* **What the exercise asks**
Retype the entries exactly. Include every line.

* **Input for this task**
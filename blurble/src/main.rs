mod cmd;
mod error;
mod modules;

use crate::cmd::{
    seed::{self, SeedArgs},
    server::{self, ServerArgs},
};
use clap::{Parser, Subcommand};
use dotenvy::dotenv;
use std::{env, str::FromStr};
use tokio::runtime::Builder;
use tracing_subscriber::{
    filter::{EnvFilter, LevelFilter},
    fmt::{self, time::OffsetTime},
};

#[derive(Debug, Parser)]
#[command(name = "blurble")]
#[command(about = "Blurble daily typing race API")]
struct Cli {
    #[command(subcommand)]
    command: Commands,
}

#[derive(Debug, Subcommand)]
enum Commands {
    Seed(SeedArgs),
    Server(ServerArgs),
}

fn main() {
    dotenv().ok();

    let log_level = env::var("RUST_LOG").unwrap_or(String::from("info"));
    let filter = EnvFilter::builder()
        .with_default_directive(
            LevelFilter::from_str(&log_level)
                .expect("couldn't parse specified log level")
                .into(),
        )
        .from_env_lossy();
    let format = fmt::format()
        .with_level(true)
        .with_target(true)
        .with_ansi(false)
        .with_thread_ids(true)
        .with_timer(OffsetTime::local_rfc_3339().unwrap());
    let subscriber = tracing_subscriber::fmt()
        .with_env_filter(filter)
        .event_format(format)
        .finish();
    tracing::subscriber::set_global_default(subscriber).expect("failed to set tracing subscriber");

    let runtime = Builder::new_multi_thread().enable_all().build().unwrap();

    match Cli::parse().command {
        Commands::Seed(args) => runtime.block_on(seed::run(args)),
        Commands::Server(args) => runtime.block_on(server::run(args)),
    }
    .expect("command failed");
}
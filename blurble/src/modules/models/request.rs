use serde::{Deserialize, Serialize};
use validator::Validate;

/// A claimed score. WPM and accuracy are client-derived and trusted within
/// these ranges; the server never recomputes them from keystrokes. A typing
/// speed above 300 WPM is rejected as invalid rather than capped.
#[derive(Debug, Serialize, Deserialize, Validate, PartialEq, Clone)]
#[serde(rename_all = "camelCase")]
pub struct SubmitScoreRequest {
    #[validate(range(min = 0.0, max = 300.0))]
    pub wpm: f64,
    #[validate(range(min = 0.0, max = 100.0))]
    pub accuracy: f64,
    /// Stored as-is, not checked against the quote table. A dangling
    /// reference simply yields a null join later.
    #[serde(default)]
    pub quote_id: Option<i64>,
}

/// Both fields are optional at the serde layer so that a missing one can be
/// reported with the credential-specific message rather than a generic
/// deserialization failure.
#[derive(Debug, Deserialize)]
pub struct RegisterRequest {
    #[serde(default)]
    pub username: Option<String>,
    #[serde(default)]
    pub password: Option<String>,
}

#[derive(Debug, Deserialize)]
pub struct LoginRequest {
    #[serde(default)]
    pub username: Option<String>,
    #[serde(default)]
    pub password: Option<String>,
}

* **Exercise solution**
filename blurble/src/main.rs
mod cmd;
mod error;
mod modules;

use crate::cmd::{
    seed::{self, SeedArgs},
    server::{self, ServerArgs},
};
use clap::{Parser, Subcommand};
use dotenvy::dotenv;
use std::{env, str::FromStr};
use tokio::runtime::Builder;
use tracing_subscriber::{
    filter::{EnvFilter, LevelFilter},
    fmt::{self, time::OffsetTime},
};

#[derive(Debug, Parser)]
#[command(name = "blurble")]
#[command(about = "Blurble daily typing race API")]
struct Cli {
    #[command(subcommand)]
    command: Commands,
}

#[derive(Debug, Subcommand)]
enum Commands {
    Seed(SeedArgs),
    Server(ServerArgs),
}

fn main() {
    dotenv().ok();

    let log_level = env::var("RUST_LOG").unwrap_or(String::from("info"));
    let filter = EnvFilter::builder()
        .with_default_directive(
            LevelFilter::from_str(&log_level)
                .expect("couldn't parse specified log level")
                .into(),
        )
        .from_env_lossy();
    let format = fmt::format()
        .with_level(true)
        .with_target(true)
        .with_ansi(false)
        .with_thread_ids(true)
        .with_timer(OffsetTime::local_rfc_3339().unwrap());
    let subscriber = tracing_subscriber::fmt()
        .with_env_filter(filter)
        .event_format(format)
        .finish();
    tracing::subscriber::set_global_default(subscriber).expect("failed to set tracing subscriber");

    let runtime = Builder::new_multi_thread().enable_all().build().unwrap();

    match Cli::parse().command {
        Commands::Seed(args) => runtime.block_on(seed::run(args)),
        Commands::Server(args) => runtime.block_on(server::run(args)),
    }
    .expect("command failed");
}
filename blurble/src/modules/models/request.rs
use serde::{Deserialize, Serialize};
use validator::Validate;

/// A claimed score. WPM and accuracy are client-derived and trusted within
/// these ranges; the server never recomputes them from keystrokes. A typing
/// speed above 300 WPM is rejected as invalid rather than capped.
#[derive(Debug, Serialize, Deserialize, Validate, PartialEq, Clone)]
#[serde(rename_all = "camelCase")]
pub struct SubmitScoreRequest {
    #[validate(range(min = 0.0, max = 300.0))]
    pub wpm: f64,
    #[validate(range(min = 0.0, max = 100.0))]
    pub accuracy: f64,
    /// Stored as-is, not checked against the quote table. A dangling
    /// reference simply yields a null join later.
    #[serde(default)]
    pub quote_id: Option<i64>,
}

/// Both fields are optional at the serde layer so that a missing one can be
/// reported with the credential-specific message rather than a generic
/// deserialization failure.
#[derive(Debug, Deserialize)]
pub struct RegisterRequest {
    #[serde(default)]
    pub username: Option<String>,
    #[serde(default)]
    pub password: Option<String>,
}

#[derive(Debug, Deserialize)]
pub struct LoginRequest {
    #[serde(default)]
    pub username: Option<String>,
    #[serde(default)]
    pub password: Option<String>,
}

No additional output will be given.